Cancer Communications | Targeting the SREBP1-PCSK9 axis enhances the efficacy of pancreatic cancer immunotherapy

This study reveals the potential application of targeting the SREBP1-PCSK9 axis in pancreatic cancer immunotherapy, offering a novel strategy to reverse resistance to immune checkpoint inhibitors.

 

Literature Overview

This article, titled 'Lipid metabolism reprogramming by SREBP1-PCSK9 targeting sensitizes pancreatic cancer to immunochemotherapy,' published in the journal Cancer Communications, reviews and summarizes the relationship between lipid metabolism and immune microenvironment regulation in pancreatic cancer. It focuses on the role of the SREBP1-PCSK9 signaling axis in regulating PD-L1 expression and immune evasion, as well as its mechanism in enhancing anti-PD-1 therapy.

Background Knowledge

Pancreatic ductal adenocarcinoma (PDAC) is a highly resistant malignancy, and its immunosuppressive tumor microenvironment (TME) is a major reason for the limited efficacy of immune checkpoint blockade (ICB) therapy. According to the tumor immune microenvironment (TIME) classification, most PDAC patients fall into the non-inflamed category (Type I and Type IV), characterized by low PD-L1 expression and sparse tumor-infiltrating lymphocytes (TILs), which restricts the effectiveness of ICB. Lipid metabolism plays a critical role in cancer cell proliferation and immune cell function regulation; however, its mechanisms in PDAC immune evasion remain unclear. This study investigates how targeting SREBP1 and its downstream effector PCSK9 can modulate PD-L1 expression and improve anti-PD-1 therapy response. The study also involves gene-edited cell lines, mouse models, and multi-omics analyses to validate the link between lipid metabolism and immune therapy response.

 

 

Research Methods and Experiments

The research team assessed the clinical significance of SREBP1 in a PDAC patient cohort. Using techniques such as immunofluorescence, flow cytometry, Western blot, dual-luciferase reporter assays, and chromatin immunoprecipitation (ChIP), they analyzed the regulatory mechanisms of SREBP1 on PD-L1 and PCSK9. In vitro experiments employed gene knockout, overexpression, and RNA interference to investigate the impact of SREBP1 on lipid metabolism and PD-L1 expression. In vivo experiments utilized KPC, PANC02, GEMM-KTC, and humanized PDX models to evaluate the combined efficacy of PD-1 antibodies and lipid metabolism inhibitors. Metabolomic and proteomic analyses revealed the signaling pathways affected by the SREBP1-PCSK9 axis, while flow cytometry and multiplex immunohistochemistry (mIHC) were used to examine changes in immune cell infiltration.

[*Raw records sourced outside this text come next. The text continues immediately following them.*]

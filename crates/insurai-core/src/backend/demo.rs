//! Demo backend
//!
//! Produces an analysis locally, without contacting the API, after a short
//! simulated delay. The result always has the same shape but its content is
//! read off the policy text: headings ending in `:` open sections, and lines
//! starting with `-`, `*` or `•` are bullets within them.

use std::sync::OnceLock;
use std::time::Duration;

use async_trait::async_trait;
use regex::Regex;
use serde_json::json;

use crate::error::Result;
use crate::models::{
    Amount, AnalysisRequest, AnalysisResult, Coverage, Deductible, PolicyFlags, RiskLevel,
};

use super::AnalysisBackend;

/// Longest first line still treated as the policy's title
const MAX_TITLE_LEN: usize = 80;

const LEGAL_TERMS: &[&str] = &[
    "arbitration",
    "indemnif",
    "waiver",
    "subrogation",
    "notwithstanding",
];

/// Words too generic to signal a conflict between coverage and exclusions
const STOPWORDS: &[&str] = &[
    "excluded", "exclusion", "covered", "coverage", "included", "policy", "insurance", "first",
    "months", "annual", "annually", "other", "except", "under", "after", "within",
];

/// Local stand-in for the analysis API
#[derive(Clone, Debug)]
pub struct DemoBackend {
    delay: Duration,
}

impl DemoBackend {
    pub fn new(delay: Duration) -> Self {
        Self { delay }
    }

    /// Demo backend with no simulated delay
    pub fn instant() -> Self {
        Self::new(Duration::ZERO)
    }

    pub fn delay(&self) -> Duration {
        self.delay
    }

    /// Build a result from the request without waiting
    pub fn synthesize(request: &AnalysisRequest) -> AnalysisResult {
        let sections = PolicySections::parse(&request.policy_text);
        let lower = request.policy_text.to_lowercase();

        let exclusions = sections.exclusions();
        let covered = sections.covered(&exclusions);
        let deductibles = sections.deductibles();
        let amount = largest_dollar_amount(&request.policy_text);

        let has_waiting_period = lower.contains("waiting period");
        let network_restricted = lower.contains("network");

        let score = exclusions.len()
            + usize::from(has_waiting_period)
            + usize::from(network_restricted)
            + usize::from(amount.is_none());
        let risk = match score {
            0..=3 => RiskLevel::Low,
            4..=6 => RiskLevel::Medium,
            _ => RiskLevel::High,
        };

        let flags = PolicyFlags {
            needs_legal_review: risk == RiskLevel::High
                || LEGAL_TERMS.iter().any(|term| lower.contains(term)),
            inconsistent_clauses_detected: has_conflict(&covered, &exclusions),
        };

        let mut actions = Vec::new();
        if !exclusions.is_empty() {
            actions.push(format!(
                "Review the {} listed exclusion{} before relying on this policy",
                exclusions.len(),
                if exclusions.len() == 1 { "" } else { "s" }
            ));
        }
        if !deductibles.is_empty() {
            actions.push("Budget for the listed deductibles".to_string());
        }
        if has_waiting_period {
            actions.push("Note the waiting period before coverage starts".to_string());
        }
        if network_restricted {
            actions.push("Confirm your providers are in the insurer's network".to_string());
        }
        if amount.is_none() {
            actions.push("Ask the insurer for the coverage limits in writing".to_string());
        }
        if flags.needs_legal_review {
            actions.push("Have a licensed professional review the legal terms".to_string());
        }
        if flags.inconsistent_clauses_detected {
            actions.push(
                "Ask the insurer to clarify clauses that both cover and exclude the same item"
                    .to_string(),
            );
        }
        if actions.is_empty() {
            actions.push("Keep a copy of the policy and review it at renewal".to_string());
        }

        let coverage_type = sections
            .title
            .map(str::to_string)
            .unwrap_or_else(|| request.policy_type.label().to_string());

        AnalysisResult {
            coverage: Some(Coverage {
                coverage_type: Some(coverage_type),
                coverage_amount: Some(Amount::Text(
                    amount
                        .map(format_dollars)
                        .unwrap_or_else(|| "Not specified".to_string()),
                )),
                coverage_breakdown: Some(json!({
                    "covered": covered,
                    "policyType": request.policy_type.label(),
                    "jurisdiction": request.jurisdiction.label(),
                })),
            }),
            risk_level: Some(risk),
            deductibles: Some(deductibles),
            exclusions: Some(exclusions),
            flags: Some(flags),
            required_actions: Some(actions),
        }
    }
}

#[async_trait]
impl AnalysisBackend for DemoBackend {
    async fn analyze(&self, request: &AnalysisRequest) -> Result<AnalysisResult> {
        if !self.delay.is_zero() {
            tokio::time::sleep(self.delay).await;
        }
        Ok(Self::synthesize(request))
    }

    fn is_demo(&self) -> bool {
        true
    }

    fn host(&self) -> &str {
        "demo://local"
    }
}

#[derive(Debug, Clone, Copy, PartialEq, Eq)]
enum Section {
    Coverage,
    Deductible,
    Exclusion,
    Other,
}

impl Section {
    fn from_heading(heading: &str) -> Self {
        let h = heading.to_lowercase();
        if h.contains("exclu") {
            Self::Exclusion
        } else if h.contains("deductible") {
            Self::Deductible
        } else if h.contains("cover") || h.contains("benefit") {
            Self::Coverage
        } else {
            Self::Other
        }
    }
}

/// Policy text split into a title and per-section bullets
#[derive(Debug, Default)]
struct PolicySections<'a> {
    title: Option<&'a str>,
    bullets: Vec<(Section, &'a str)>,
    /// Every non-empty line, bullets included, in order
    lines: Vec<&'a str>,
}

impl<'a> PolicySections<'a> {
    fn parse(text: &'a str) -> Self {
        let mut sections = PolicySections::default();
        let mut current = Section::Other;

        for (index, line) in text
            .lines()
            .map(str::trim)
            .filter(|l| !l.is_empty())
            .enumerate()
        {
            sections.lines.push(line);

            if let Some(bullet) = strip_bullet(line) {
                if !bullet.is_empty() {
                    sections.bullets.push((current, bullet));
                }
            } else if line.ends_with(':') {
                current = Section::from_heading(line);
            } else if index == 0 && line.chars().count() <= MAX_TITLE_LEN {
                sections.title = Some(line);
            }
        }

        sections
    }

    fn in_section(&self, section: Section) -> impl Iterator<Item = &'a str> + '_ {
        self.bullets
            .iter()
            .filter(move |(s, _)| *s == section)
            .map(|(_, b)| *b)
    }

    fn exclusions(&self) -> Vec<String> {
        let mut found: Vec<String> = self
            .in_section(Section::Exclusion)
            .map(str::to_string)
            .collect();

        for (section, bullet) in &self.bullets {
            if *section == Section::Exclusion {
                continue;
            }
            let lower = bullet.to_lowercase();
            if (lower.contains("excluded") || lower.contains("not covered"))
                && !found.iter().any(|f| f == bullet)
            {
                found.push(bullet.to_string());
            }
        }
        found
    }

    fn covered(&self, exclusions: &[String]) -> Vec<String> {
        self.in_section(Section::Coverage)
            .filter(|b| !exclusions.iter().any(|e| e == b))
            .map(str::to_string)
            .collect()
    }

    fn deductibles(&self) -> Vec<Deductible> {
        let listed: Vec<&str> = self.in_section(Section::Deductible).collect();
        let source: Vec<&str> = if listed.is_empty() {
            self.lines
                .iter()
                .map(|l| strip_bullet(*l).unwrap_or(*l))
                .filter(|l| l.to_lowercase().contains("deductible") && l.contains('$'))
                .collect()
        } else {
            listed
        };

        source
            .into_iter()
            .map(|line| match line.split_once(':') {
                Some((label, amount)) if !label.trim().is_empty() && !amount.trim().is_empty() => {
                    Deductible::Itemized {
                        kind: label.trim().to_string(),
                        amount: Some(Amount::Text(amount.trim().to_string())),
                    }
                }
                _ => Deductible::Text(line.to_string()),
            })
            .collect()
    }
}

fn strip_bullet(line: &str) -> Option<&str> {
    line.strip_prefix('-')
        .or_else(|| line.strip_prefix('*'))
        .or_else(|| line.strip_prefix('•'))
        .map(str::trim)
}

fn dollar_regex() -> &'static Regex {
    static RE: OnceLock<Regex> = OnceLock::new();
    RE.get_or_init(|| {
        Regex::new(r"\$\s?(\d{1,3}(?:,\d{3})+|\d+)(?:\.\d{1,2})?").expect("valid regex")
    })
}

/// Largest whole-dollar figure mentioned in the text
fn largest_dollar_amount(text: &str) -> Option<u64> {
    dollar_regex()
        .captures_iter(text)
        .filter_map(|c| c.get(1))
        .filter_map(|m| m.as_str().replace(',', "").parse::<u64>().ok())
        .max()
}

fn format_dollars(amount: u64) -> String {
    let digits = amount.to_string();
    let mut out = String::with_capacity(digits.len() + digits.len() / 3 + 1);
    for (i, ch) in digits.chars().enumerate() {
        if i > 0 && (digits.len() - i) % 3 == 0 {
            out.push(',');
        }
        out.push(ch);
    }
    format!("${}", out)
}

fn significant_words(line: &str) -> Vec<String> {
    line.to_lowercase()
        .split(|c: char| !c.is_alphabetic())
        .filter(|w| w.len() >= 5 && !STOPWORDS.contains(w))
        .map(str::to_string)
        .collect()
}

/// Whether something excluded is also listed as covered
fn has_conflict(covered: &[String], exclusions: &[String]) -> bool {
    let covered_words: Vec<String> = covered.iter().flat_map(|c| significant_words(c)).collect();
    exclusions
        .iter()
        .flat_map(|e| significant_words(e))
        .any(|word| covered_words.contains(&word))
}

Key Conclusions and Perspectives

• SREBP1 directly binds to the PD-L1 promoter and suppresses its transcription, leading to reduced PD-L1 protein levels.
• PCSK9, as a downstream target of SREBP1, regulates PD-L1 stability via the lysosomal degradation pathway.
• Genetic silencing or pharmacological inhibition of SREBP1 significantly reduces lipid metabolism in PDAC cells and enhances CD8+ T cell infiltration and function.
• Combination treatment with lipid metabolism inhibitors (e.g., Fatostatin) and PD-1 antibodies markedly suppresses PDAC tumor growth.
• In a high-fat diet (HFD) model, SREBP1 inhibition reverses the immunosuppressive TME and enhances ICB efficacy.
• Targeting SREBP1 or PCSK9 can convert a non-inflammatory TIME into an inflammatory one, thereby improving the response rate to anti-PD-1 therapy in PDAC.

Research Significance and Prospects

This study provides a new combined metabolic-immunological strategy for PDAC treatment. Targeting SREBP1 or PCSK9 not only modulates lipid metabolism but also enhances immunotherapeutic responses by improving T cell activity. Future studies should explore the clinical translational potential of combining PCSK9-neutralizing antibodies with PD-1 inhibitors, as well as their applicability in other tumor types.

 

 

Conclusion

In summary, this study systematically analyzed the role of the SREBP1-PCSK9 signaling axis in PDAC immune evasion, revealing a post-transcriptional regulatory mechanism between lipid metabolism and PD-L1 expression. Targeting this axis effectively reverses PDAC resistance to ICB therapy, offering a promising treatment strategy for pancreatic cancer patients. These findings expand the theoretical framework of metabolic regulation in PDAC and provide experimental evidence for clinical combination immunotherapy, holding significant translational medicine value.

 

Mengyi Lao, Xiaozhen Zhang, Zejun Li, Tingbo Liang, and Xueli Bai. Lipid metabolism reprogramming by SREBP1-PCSK9 targeting sensitizes pancreatic cancer to immunochemotherapy. Cancer Communications.